L'austère église aux cloches incessantes - Kehl (Allemagne) - Décembre 2008
Avec Claire, nous avons mis un dernier coup de collier pour le réveillon. Après tout, il fallait bien que l'on donne nos dernières énergies pour ce public fort sympathique, alors nous avons sorti tous les jeux de société possibles et Claire a passé une première nuit blanche. Je n'ai dormi que trois heures, avant d'aborder le jour de l'an avec un seul objectif : faire l'inventaire et tout ranger ! Ce n'était pas une partie de plaisir car il fallait passer du temps avec tout le monde dans chaque chambre, mais également s'occuper de ceux qui étaient déjà prêts et attendaient le repas du soir. La nuit tombée, nous nous sommes lancés dans un dernier rush, une nouvelle nuit blanche cette fois pour tous les deux, avec la préparation des repas à prendre le lendemain car c'était dimanche, et nous n'avions plus le budget pour acheter quoi que ce soit en route ! Alors nous avons donné notre maximum pour préparer salades, verrines et sandwiches. Au petit matin, nous avons pris congé de notre hôte, en l'ayant remercié pour l'accueil et nous avons embarqué pour Lyon, sur une autoroute brumeuse. J'ai pris le volant en prenant soin de rouler le plus longtemps possible, au moins jusqu'à l'Isle-sur-le-Doubs, pendant que Claire dormait dans une ambiance feutrée. Ensuite, je suis tombé dans les bras de Morphée, épuisé par le manque de sommeil des deux derniers jours.
Nous avions atteint notre objectif : permettre à un groupe de personnes en situation de handicap, adultes, de passer de bonnes vacances, et de partir à la découverte d'une région, l'Alsace, avec le bonus allemand en prime.

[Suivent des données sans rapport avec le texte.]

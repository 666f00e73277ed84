//! Match play: ban/pick, playing, and reporting results.

use crate::logic::{determine_turn, record_bracket_result};
use crate::models::{
    BracketError, DraftSession, Match, MatchRef, MatchStatus, Player, Slot, Tournament,
    TournamentError, TournamentState,
};

fn active_match(tournament: &mut Tournament, at: MatchRef) -> Result<&mut Match, TournamentError> {
    if tournament.state != TournamentState::InProgress {
        return Err(TournamentError::InvalidState);
    }
    let bracket = tournament
        .bracket
        .as_mut()
        .ok_or(TournamentError::InvalidState)?;
    Ok(bracket.get_mut(at).ok_or(BracketError::MatchNotFound(at))?)
}

/// Open the ban/pick draft for a match. The match must have both players and still be in set-up.
///
/// `first_player` overrides who takes the opening ban (player 1 by default).
pub fn start_ban_pick(
    tournament: &mut Tournament,
    at: MatchRef,
    first_player: Option<Slot>,
) -> Result<DraftSession, TournamentError> {
    let (ban_count, pick_count) = (tournament.ban_count, tournament.pick_count);
    let m = active_match(tournament, at)?;
    if m.status != MatchStatus::SetUp || !m.is_ready() {
        return Err(TournamentError::InvalidMatchStatus(at));
    }
    m.status = MatchStatus::BanPick;
    Ok(DraftSession::new(determine_turn(ban_count, pick_count, first_player)))
}

/// Mark a match as being played (from set-up, or after its draft).
pub fn start_playing(tournament: &mut Tournament, at: MatchRef) -> Result<(), TournamentError> {
    let m = active_match(tournament, at)?;
    if !matches!(m.status, MatchStatus::SetUp | MatchStatus::BanPick) || !m.is_ready() {
        return Err(TournamentError::InvalidMatchStatus(at));
    }
    m.status = MatchStatus::Playing;
    Ok(())
}

/// Report the winner of a match. Deciding the final completes the tournament.
pub fn record_match_result(
    tournament: &mut Tournament,
    at: MatchRef,
    winner: Slot,
) -> Result<Player, TournamentError> {
    active_match(tournament, at)?;
    let bracket = tournament
        .bracket
        .as_mut()
        .ok_or(TournamentError::InvalidState)?;
    let won = record_bracket_result(bracket, at, winner)?;
    if bracket.final_ref() == Some(at) {
        tournament.state = TournamentState::Completed;
        log::info!("Tournament {} completed: {} wins", tournament.id, won.name);
    }
    Ok(won)
}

Cette région, si ballottée par l'Histoire, m'est apparue à ce moment-là si paisible et je me souviens que le passage en Allemagne était étonnamment facile, comme un pied de nez à ce qui s'était produit là un peu plus de soixante ans auparavant. Nous avions à peine vu l'autre côté au pont de l'Europe avant de franchir la frontière fluviale, quelques jours plus tard. Mais, au-delà d'avoir été dilué par les années, je ne peux conserver qu'un souvenir partiel et rempli d'effluves, entre les vapeurs du vin chaud strasbourgeois et la brume d'un mois de décembre givré. Cette région gagnerait à ce que je la redécouvre sous un jour plus chaud, plus vert, et à ce que je la raconte à nouveau dans le cadre d'une autre expérience.